## What is required
Make a word-for-word copy of the entries below from their first line through the line with "PWM channel driven", and add nothing.
(Data extract)
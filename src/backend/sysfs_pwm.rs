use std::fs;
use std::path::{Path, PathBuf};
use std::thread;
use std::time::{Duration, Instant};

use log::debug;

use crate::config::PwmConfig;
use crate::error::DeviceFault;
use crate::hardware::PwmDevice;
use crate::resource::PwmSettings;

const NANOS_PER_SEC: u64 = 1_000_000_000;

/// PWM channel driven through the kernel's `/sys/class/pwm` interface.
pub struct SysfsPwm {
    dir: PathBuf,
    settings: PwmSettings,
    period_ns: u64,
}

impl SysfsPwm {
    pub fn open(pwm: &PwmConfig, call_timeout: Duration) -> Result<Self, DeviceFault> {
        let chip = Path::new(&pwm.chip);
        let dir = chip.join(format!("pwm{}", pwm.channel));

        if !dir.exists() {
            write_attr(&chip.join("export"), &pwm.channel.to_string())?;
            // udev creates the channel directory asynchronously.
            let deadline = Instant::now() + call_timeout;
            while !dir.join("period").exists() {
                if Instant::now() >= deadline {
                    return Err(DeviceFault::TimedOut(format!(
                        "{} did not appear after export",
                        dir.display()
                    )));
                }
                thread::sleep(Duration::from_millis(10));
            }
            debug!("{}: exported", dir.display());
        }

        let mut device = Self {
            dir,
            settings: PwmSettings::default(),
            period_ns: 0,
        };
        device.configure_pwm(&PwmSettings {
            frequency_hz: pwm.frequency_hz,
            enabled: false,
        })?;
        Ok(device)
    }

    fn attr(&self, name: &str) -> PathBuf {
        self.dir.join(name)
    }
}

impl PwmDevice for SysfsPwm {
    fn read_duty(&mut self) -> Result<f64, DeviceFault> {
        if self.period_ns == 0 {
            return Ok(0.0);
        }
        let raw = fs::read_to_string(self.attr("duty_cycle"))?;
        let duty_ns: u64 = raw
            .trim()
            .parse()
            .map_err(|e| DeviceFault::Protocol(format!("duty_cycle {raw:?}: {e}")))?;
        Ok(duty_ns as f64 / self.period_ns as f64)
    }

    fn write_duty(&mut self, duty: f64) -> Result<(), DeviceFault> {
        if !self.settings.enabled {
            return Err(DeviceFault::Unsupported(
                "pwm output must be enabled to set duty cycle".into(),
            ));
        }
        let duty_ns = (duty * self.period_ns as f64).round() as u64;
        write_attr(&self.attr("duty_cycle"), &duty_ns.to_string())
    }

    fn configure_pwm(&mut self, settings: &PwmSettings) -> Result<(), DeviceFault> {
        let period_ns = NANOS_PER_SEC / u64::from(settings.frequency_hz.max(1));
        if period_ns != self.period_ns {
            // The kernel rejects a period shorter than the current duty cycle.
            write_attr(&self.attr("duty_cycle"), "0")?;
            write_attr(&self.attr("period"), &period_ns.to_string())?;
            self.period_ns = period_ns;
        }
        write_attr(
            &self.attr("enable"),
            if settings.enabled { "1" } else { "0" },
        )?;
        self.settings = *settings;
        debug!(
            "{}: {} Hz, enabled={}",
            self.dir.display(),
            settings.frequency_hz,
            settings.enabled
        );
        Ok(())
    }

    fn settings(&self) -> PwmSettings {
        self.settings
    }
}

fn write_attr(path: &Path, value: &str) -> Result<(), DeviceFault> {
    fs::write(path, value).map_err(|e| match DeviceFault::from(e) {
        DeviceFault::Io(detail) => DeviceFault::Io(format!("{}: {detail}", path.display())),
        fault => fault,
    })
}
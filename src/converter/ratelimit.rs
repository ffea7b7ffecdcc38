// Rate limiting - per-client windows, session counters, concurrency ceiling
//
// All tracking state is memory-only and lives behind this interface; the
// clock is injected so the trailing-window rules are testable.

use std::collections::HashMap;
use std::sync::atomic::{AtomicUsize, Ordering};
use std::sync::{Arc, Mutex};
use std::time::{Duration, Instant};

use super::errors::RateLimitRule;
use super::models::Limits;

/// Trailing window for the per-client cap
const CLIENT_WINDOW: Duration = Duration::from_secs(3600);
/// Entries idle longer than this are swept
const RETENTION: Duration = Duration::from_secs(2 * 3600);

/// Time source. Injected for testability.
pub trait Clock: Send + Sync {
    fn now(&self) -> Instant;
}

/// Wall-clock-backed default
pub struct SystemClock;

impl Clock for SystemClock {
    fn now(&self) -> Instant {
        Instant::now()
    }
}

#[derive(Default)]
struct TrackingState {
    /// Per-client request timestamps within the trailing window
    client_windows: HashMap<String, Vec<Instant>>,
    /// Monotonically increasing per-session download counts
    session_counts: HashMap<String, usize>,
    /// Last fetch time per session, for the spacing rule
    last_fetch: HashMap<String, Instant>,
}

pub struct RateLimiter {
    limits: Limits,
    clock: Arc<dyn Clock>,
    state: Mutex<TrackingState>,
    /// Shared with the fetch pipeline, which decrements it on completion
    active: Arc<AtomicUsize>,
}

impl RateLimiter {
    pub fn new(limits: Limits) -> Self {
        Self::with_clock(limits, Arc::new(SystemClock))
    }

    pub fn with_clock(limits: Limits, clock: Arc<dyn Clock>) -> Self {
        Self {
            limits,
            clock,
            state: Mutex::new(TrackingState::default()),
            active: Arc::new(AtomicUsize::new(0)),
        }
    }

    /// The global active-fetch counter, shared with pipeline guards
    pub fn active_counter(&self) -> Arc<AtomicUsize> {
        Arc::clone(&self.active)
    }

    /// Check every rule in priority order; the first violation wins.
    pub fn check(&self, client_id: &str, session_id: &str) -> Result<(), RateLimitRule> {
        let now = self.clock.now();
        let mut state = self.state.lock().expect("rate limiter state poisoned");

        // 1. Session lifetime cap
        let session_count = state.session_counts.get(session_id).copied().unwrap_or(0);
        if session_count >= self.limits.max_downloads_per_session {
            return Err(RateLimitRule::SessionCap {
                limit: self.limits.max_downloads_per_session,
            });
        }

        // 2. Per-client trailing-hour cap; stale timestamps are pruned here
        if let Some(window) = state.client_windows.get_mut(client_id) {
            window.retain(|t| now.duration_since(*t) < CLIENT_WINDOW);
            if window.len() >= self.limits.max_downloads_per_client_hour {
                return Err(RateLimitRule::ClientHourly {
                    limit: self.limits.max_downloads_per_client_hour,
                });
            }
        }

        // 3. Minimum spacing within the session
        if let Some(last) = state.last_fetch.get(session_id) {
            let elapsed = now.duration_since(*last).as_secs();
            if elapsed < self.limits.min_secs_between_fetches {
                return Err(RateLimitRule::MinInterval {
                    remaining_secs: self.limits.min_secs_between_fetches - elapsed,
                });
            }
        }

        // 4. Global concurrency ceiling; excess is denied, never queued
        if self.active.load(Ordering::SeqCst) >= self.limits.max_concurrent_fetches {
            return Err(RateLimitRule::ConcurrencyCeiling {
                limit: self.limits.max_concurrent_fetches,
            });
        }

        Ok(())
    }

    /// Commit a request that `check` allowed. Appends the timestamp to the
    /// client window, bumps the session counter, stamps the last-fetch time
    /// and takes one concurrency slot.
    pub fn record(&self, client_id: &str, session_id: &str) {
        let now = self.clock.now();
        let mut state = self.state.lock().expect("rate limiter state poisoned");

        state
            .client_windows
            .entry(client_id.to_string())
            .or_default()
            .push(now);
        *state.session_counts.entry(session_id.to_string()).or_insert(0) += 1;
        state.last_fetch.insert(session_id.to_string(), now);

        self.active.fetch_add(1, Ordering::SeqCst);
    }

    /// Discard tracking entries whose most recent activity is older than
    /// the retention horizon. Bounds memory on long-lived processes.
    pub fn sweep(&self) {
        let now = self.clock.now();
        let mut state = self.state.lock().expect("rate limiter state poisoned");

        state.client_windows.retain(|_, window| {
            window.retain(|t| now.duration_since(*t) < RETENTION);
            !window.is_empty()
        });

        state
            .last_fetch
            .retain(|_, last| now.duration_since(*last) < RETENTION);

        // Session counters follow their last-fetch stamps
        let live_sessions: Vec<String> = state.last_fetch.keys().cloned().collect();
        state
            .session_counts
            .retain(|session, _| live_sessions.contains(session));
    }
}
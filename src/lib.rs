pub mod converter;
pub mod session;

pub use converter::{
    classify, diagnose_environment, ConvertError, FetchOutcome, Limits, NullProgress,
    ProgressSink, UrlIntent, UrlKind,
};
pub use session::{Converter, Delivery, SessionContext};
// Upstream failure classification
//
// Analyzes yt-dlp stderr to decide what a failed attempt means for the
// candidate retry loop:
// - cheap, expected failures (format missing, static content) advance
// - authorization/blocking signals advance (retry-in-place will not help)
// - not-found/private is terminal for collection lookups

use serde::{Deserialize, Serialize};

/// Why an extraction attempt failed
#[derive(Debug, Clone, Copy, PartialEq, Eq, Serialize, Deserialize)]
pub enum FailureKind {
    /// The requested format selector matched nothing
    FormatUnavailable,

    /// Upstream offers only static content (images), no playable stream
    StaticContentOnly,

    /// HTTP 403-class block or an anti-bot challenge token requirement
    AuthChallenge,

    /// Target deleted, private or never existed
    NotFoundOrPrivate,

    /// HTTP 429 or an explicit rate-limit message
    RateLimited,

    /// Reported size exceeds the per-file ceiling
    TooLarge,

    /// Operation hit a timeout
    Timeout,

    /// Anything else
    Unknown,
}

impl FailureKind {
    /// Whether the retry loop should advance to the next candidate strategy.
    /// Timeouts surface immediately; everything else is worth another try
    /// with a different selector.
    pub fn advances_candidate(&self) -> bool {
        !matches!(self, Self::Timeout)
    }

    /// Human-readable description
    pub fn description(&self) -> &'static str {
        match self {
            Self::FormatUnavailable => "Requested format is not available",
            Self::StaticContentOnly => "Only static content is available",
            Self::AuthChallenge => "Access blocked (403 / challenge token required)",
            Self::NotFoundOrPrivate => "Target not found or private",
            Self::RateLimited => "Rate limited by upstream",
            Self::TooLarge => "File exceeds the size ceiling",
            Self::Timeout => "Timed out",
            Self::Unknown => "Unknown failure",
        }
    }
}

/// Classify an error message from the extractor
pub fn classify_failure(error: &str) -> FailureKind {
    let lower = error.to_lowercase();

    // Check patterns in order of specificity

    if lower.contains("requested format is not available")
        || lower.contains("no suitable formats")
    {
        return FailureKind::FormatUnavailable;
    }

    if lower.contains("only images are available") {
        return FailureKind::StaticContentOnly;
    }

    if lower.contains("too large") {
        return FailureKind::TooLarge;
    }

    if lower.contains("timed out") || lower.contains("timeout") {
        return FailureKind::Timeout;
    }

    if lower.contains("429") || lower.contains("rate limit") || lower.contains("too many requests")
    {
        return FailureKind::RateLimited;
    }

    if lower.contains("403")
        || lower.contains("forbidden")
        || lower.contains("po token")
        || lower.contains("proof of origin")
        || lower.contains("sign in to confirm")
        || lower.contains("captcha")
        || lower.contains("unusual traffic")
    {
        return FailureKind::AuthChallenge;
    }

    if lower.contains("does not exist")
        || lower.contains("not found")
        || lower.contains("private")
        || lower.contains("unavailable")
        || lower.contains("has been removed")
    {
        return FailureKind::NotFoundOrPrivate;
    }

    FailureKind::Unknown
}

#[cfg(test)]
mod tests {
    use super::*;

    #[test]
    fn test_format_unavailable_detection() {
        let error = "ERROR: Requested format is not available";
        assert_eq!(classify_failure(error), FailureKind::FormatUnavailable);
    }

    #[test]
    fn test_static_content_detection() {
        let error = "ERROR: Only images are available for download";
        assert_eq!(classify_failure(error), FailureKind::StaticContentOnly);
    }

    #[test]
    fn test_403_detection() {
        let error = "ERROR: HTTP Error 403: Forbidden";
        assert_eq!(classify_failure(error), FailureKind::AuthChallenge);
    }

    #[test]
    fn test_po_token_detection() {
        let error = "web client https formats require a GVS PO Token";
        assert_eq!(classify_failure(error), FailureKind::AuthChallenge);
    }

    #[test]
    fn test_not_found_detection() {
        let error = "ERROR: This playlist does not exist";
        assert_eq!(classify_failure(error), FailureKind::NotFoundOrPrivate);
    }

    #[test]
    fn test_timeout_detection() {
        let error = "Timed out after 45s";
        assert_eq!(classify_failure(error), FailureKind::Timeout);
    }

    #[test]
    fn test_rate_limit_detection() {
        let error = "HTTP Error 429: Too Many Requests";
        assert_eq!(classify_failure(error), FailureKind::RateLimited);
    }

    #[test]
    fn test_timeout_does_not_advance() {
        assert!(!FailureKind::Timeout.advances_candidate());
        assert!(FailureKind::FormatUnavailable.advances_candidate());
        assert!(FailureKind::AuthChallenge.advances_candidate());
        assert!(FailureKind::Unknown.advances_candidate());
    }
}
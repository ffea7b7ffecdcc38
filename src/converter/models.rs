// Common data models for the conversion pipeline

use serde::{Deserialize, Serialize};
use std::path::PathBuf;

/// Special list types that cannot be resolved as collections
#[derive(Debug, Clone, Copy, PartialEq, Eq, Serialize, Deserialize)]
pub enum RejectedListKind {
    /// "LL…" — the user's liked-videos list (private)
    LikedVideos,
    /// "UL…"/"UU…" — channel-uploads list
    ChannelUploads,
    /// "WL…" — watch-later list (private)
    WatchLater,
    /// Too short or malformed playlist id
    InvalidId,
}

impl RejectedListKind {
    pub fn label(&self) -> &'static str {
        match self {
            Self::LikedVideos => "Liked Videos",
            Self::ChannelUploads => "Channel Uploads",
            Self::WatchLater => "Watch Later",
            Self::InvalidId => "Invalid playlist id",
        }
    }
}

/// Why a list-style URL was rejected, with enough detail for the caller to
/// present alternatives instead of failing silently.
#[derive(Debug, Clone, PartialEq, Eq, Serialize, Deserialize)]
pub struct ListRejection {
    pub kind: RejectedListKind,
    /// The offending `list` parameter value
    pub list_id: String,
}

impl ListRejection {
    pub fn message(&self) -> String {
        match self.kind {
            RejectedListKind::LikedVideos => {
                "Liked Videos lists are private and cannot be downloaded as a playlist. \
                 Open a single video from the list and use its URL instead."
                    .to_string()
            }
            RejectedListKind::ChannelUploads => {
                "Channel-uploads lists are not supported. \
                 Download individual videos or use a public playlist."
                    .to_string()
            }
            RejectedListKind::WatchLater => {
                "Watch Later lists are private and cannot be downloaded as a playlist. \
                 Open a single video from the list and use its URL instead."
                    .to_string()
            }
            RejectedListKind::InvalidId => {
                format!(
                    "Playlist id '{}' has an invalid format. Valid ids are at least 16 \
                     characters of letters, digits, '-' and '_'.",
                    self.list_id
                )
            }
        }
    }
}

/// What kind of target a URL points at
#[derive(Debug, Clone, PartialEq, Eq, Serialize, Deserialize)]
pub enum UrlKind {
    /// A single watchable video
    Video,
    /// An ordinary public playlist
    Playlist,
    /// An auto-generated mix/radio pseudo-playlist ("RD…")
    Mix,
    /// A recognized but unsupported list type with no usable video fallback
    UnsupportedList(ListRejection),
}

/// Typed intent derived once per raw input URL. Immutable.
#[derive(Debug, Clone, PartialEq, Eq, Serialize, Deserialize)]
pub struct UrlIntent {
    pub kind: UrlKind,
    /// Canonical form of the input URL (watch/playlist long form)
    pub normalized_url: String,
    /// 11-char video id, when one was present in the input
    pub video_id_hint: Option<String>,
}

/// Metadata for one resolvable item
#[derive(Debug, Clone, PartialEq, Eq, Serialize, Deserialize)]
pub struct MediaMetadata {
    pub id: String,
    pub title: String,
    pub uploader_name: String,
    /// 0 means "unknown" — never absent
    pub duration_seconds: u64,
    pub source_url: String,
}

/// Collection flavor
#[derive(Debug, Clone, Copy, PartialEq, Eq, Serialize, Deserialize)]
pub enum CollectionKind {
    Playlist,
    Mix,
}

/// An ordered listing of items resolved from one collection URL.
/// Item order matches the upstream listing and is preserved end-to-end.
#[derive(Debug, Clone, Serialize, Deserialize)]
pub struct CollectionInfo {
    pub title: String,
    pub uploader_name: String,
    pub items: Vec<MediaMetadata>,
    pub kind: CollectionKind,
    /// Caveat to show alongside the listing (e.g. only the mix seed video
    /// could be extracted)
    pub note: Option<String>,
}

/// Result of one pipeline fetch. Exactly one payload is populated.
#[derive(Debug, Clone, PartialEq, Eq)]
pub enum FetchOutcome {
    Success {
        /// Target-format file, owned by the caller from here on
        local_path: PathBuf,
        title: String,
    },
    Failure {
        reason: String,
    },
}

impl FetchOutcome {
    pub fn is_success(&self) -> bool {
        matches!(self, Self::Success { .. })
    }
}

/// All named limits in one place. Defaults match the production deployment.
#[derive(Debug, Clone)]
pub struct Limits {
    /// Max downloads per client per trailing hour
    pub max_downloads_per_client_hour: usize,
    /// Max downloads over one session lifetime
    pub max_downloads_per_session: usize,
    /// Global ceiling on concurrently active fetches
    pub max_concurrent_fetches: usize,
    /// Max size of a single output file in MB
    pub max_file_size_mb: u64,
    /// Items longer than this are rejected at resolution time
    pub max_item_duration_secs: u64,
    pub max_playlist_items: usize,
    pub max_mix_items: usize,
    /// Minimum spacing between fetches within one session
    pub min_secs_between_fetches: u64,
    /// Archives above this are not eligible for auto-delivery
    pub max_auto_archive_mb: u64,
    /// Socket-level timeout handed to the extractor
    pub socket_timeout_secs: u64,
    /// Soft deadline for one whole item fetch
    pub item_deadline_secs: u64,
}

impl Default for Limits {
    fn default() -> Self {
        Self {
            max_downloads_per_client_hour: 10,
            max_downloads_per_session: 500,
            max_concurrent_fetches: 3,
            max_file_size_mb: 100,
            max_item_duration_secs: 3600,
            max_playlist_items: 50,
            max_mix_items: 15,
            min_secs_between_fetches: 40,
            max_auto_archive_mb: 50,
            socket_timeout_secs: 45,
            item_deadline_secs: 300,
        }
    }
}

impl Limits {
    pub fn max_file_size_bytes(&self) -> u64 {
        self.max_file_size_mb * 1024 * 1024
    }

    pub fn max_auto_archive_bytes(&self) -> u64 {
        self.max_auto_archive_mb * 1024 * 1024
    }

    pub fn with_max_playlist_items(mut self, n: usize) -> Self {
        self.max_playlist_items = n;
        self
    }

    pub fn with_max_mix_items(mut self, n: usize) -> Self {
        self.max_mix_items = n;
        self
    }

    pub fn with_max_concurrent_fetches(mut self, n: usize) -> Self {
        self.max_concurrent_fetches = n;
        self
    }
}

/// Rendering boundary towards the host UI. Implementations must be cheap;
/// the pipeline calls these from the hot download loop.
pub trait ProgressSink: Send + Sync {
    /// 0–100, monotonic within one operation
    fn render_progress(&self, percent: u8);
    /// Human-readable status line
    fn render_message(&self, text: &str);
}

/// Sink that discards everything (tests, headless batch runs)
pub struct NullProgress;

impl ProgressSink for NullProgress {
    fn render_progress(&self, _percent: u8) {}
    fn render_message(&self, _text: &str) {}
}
(End Data extract)
## Expected output
filename src/backend/sysfs_pwm.rs
use std::fs;
use std::path::{Path, PathBuf};
use std::thread;
use std::time::{Duration, Instant};

use log::debug;

use crate::config::PwmConfig;
use crate::error::DeviceFault;
use crate::hardware::PwmDevice;
use crate::resource::PwmSettings;

const NANOS_PER_SEC: u64 = 1_000_000_000;

/// PWM channel driven through the kernel's `/sys/class/pwm` interface.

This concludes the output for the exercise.